» Saved data entries
=== Section Start ===

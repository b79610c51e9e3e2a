use std::sync::Arc;

/// One contiguous buffered interval of the media sink, in seconds.
#[derive(Debug, Clone, Copy, PartialEq)]
pub struct TimeRange {
    pub start: f64,
    pub end: f64,
}

impl TimeRange {
    pub fn new(start: f64, end: f64) -> Self {
        TimeRange { start, end }
    }
}

/// The playback surface the engine samples and drives.
///
/// Implementations are expected to use interior mutability; the engine only
/// ever holds shared references.
pub trait MediaElement: Send + Sync {
    /// Current playback position in seconds.
    fn current_time(&self) -> f64;
    /// Buffered ranges, sorted ascending and non-overlapping.
    fn buffered(&self) -> Vec<TimeRange>;
    fn playback_rate(&self) -> f64;
    fn set_playback_rate(&self, rate: f64);
}

pub type SharedMedia = Arc<dyn MediaElement>;

/// The asynchronous single-updater buffer behind the operation queue.
///
/// `is_updating` reflects whether an operation dispatched against the
/// buffer has not yet signalled `updateend`.
pub trait SourceBufferSink: Send + Sync {
    fn is_updating(&self) -> bool;
}

pub type SharedSourceBuffer = Arc<dyn SourceBufferSink>;

/// Length of the contiguous forward buffer from `pos`, treating gaps of at
/// most `max_hole` seconds as continuous.
pub fn forward_buffer_length(ranges: &[TimeRange], pos: f64, max_hole: f64) -> f64 {
    let mut end = pos;
    for range in ranges {
        if range.end <= end {
            continue;
        }
        if range.start > end + max_hole {
            break;
        }
        end = range.end;
    }
    end - pos
}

=== Section End ===

» INSTRUCTIONS TO FOLLOW
Begin with the first line of the records and reproduce each line as is, ending with the line that holds "f64, max_hole: f64)".

» OUTPUT FOR THIS TASK
repository b79610c51e9e3e2a
use std::sync::Arc;

/// One contiguous buffered interval of the media sink, in seconds.
#[derive(Debug, Clone, Copy, PartialEq)]
pub struct TimeRange {
    pub start: f64,
    pub end: f64,
}

impl TimeRange {
    pub fn new(start: f64, end: f64) -> Self {
        TimeRange { start, end }
    }
}

/// The playback surface the engine samples and drives.
///
/// Implementations are expected to use interior mutability; the engine only
/// ever holds shared references.
pub trait MediaElement: Send + Sync {
    /// Current playback position in seconds.
    fn current_time(&self) -> f64;
    /// Buffered ranges, sorted ascending and non-overlapping.
    fn buffered(&self) -> Vec<TimeRange>;
    fn playback_rate(&self) -> f64;
    fn set_playback_rate(&self, rate: f64);
}

pub type SharedMedia = Arc<dyn MediaElement>;

/// The asynchronous single-updater buffer behind the operation queue.
///
/// `is_updating` reflects whether an operation dispatched against the
/// buffer has not yet signalled `updateend`.
pub trait SourceBufferSink: Send + Sync {
    fn is_updating(&self) -> bool;
}

pub type SharedSourceBuffer = Arc<dyn SourceBufferSink>;

/// Length of the contiguous forward buffer from `pos`, treating gaps of at
/// most `max_hole` seconds as continuous.
pub fn forward_buffer_length(ranges: &[TimeRange], pos: f64, max_hole: f64) -> f64 {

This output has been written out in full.